I also practise forms of natural beekeeping and whilst for a number of years I initially started to slowly reduce the volume of chemical treatments, for the last 5 years I have used only natural treatments on my bees. At the same time I regularly monitor the varroa counts ensuring that they are maintained at a safe level, and to date they are! So perhaps not the norm for a beekeeper but some of these less orthodox activities provoke a lot of opportunity for both learning and lively discussion, and they are most certainly increasing in popularity.
Book a visit to my apiary and decide for yourselves 🙂
Trysorydd / Treasurer – Barry Hayes
Minutes Secretary – Cathy Williams
Beekeeping has been in my father’s family for generations and I spent many summer holidays as a child in a fragrant haze of honey and beeswax helping my aunt to extract her harvest. When she gave up beekeeping after more than 60 years, and no-one else in the family was taking it on, I decided my turn had come. Keeping bees in the flatlands of Norfolk where my aunt lived is very different from keeping them in the hills of North Wales, so I joined SBCKA and took a Beginners’ Course before acquiring my first colony in 2013. I now have a small apiary in the back garden, overlooking Moss Valley Country Park. On a sunny day can watch my bees from the kitchen window.

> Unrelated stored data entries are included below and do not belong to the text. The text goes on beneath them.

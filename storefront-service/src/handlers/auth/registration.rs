use axum::{
    extract::{Query, State},
    http::StatusCode,
    response::IntoResponse,
    Json,
};
use service_core::error::AppError;

use crate::{
    dtos::{
        auth::{AuthResponse, RegisterRequest, VerifyEmailQuery},
        MessageResponse,
    },
    middleware::AuthUser,
    utils::{Password, ValidatedJson},
    AppState,
};

/// Register a new customer account
#[utoipa::path(
    post,
    path = "/auth/register",
    request_body = RegisterRequest,
    responses(
        (status = 201, description = "Account created", body = AuthResponse),
        (status = 400, description = "Validation error", body = ErrorResponse),
        (status = 409, description = "Email or phone already registered", body = ErrorResponse),
        (status = 429, description = "Too many requests", body = ErrorResponse),
        (status = 500, description = "Internal server error", body = ErrorResponse)
    ),
    tag = "Authentication"
)]
pub async fn register(
    State(state): State<AppState>,
    ValidatedJson(req): ValidatedJson<RegisterRequest>,
) -> Result<impl IntoResponse, AppError> {
    let session = state
        .auth_service
        .register(req.name, req.email, Password::new(req.password), req.phone)
        .await?;

    Ok((
        StatusCode::CREATED,
        Json(AuthResponse {
            user: session.user.to_response(),
            tokens: session.tokens,
        }),
    ))
}

/// Confirm an email address (link target from the verification email)
#[utoipa::path(
    get,
    path = "/auth/verify-email",
    params(VerifyEmailQuery),
    responses(
        (status = 200, description = "Email verified", body = MessageResponse),
        (status = 400, description = "Invalid or expired token", body = ErrorResponse)
    ),
    tag = "Authentication"
)]
pub async fn verify_email(
    State(state): State<AppState>,
    Query(query): Query<VerifyEmailQuery>,
) -> Result<impl IntoResponse, AppError> {
    state.auth_service.verify_email(&query.token).await?;
    Ok(Json(MessageResponse::new("Email verified successfully")))
}

/// Send a fresh verification email to the caller
#[utoipa::path(
    post,
    path = "/auth/verify-email/resend",
    responses(
        (status = 200, description = "Verification email sent", body = MessageResponse),
        (status = 400, description = "Email already verified", body = ErrorResponse),
        (status = 401, description = "Not authenticated", body = GateErrorResponse)
    ),
    tag = "Authentication",
    security(
        ("bearer_auth" = [])
    )
)]
pub async fn resend_verification(
    State(state): State<AppState>,
    user: AuthUser,
) -> Result<impl IntoResponse, AppError> {
    state.auth_service.resend_verification(&user.0.user_id).await?;
    Ok(Json(MessageResponse::new("Verification email sent")))
}
//! Prometheus exposition and domain counters.

use metrics_exporter_prometheus::{PrometheusBuilder, PrometheusHandle};
use std::sync::OnceLock;

static METRICS_HANDLE: OnceLock<PrometheusHandle> = OnceLock::new();

/// Installs the global recorder. Calling it twice is an error.
pub fn init_metrics() -> Result<(), anyhow::Error> {
    let handle = PrometheusBuilder::new()
        .install_recorder()
        .map_err(|e| anyhow::anyhow!("Failed to install Prometheus recorder: {}", e))?;

    METRICS_HANDLE
        .set(handle)
        .map_err(|_| anyhow::anyhow!("Metrics recorder already initialized"))
}

pub fn render() -> String {
    METRICS_HANDLE
        .get()
        .map(|handle| handle.render())
        .unwrap_or_else(|| "# Metrics recorder not initialized\n".to_string())
}

pub fn record_auth_event(event: &'static str, outcome: &'static str) {
    metrics::counter!("auth_events_total", "event" => event, "outcome" => outcome).increment(1);
}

I usually maintain four colonies on double brood over winter and they proliferate at a great rate in spring and summer, with a good range of forage from winter heather and willow early in the year through to ivy in late autumn. Although I would like to raise AMM bees I live in an area where there are other beekeepers with different approaches to mine and my queens fly off and consort with all kinds of unsavoury types, so at the end of the season I select and keep the best queens and dispatch the rest. My bees are flourishing, giving me plenty of honey and a great deal of pleasure. I’m married to John, who is an Associate Member, and we have five adult children and a growing tribe of grandchildren. In between times I work for an educational charity and I’m a part-time chaplain at Coleg Cambria.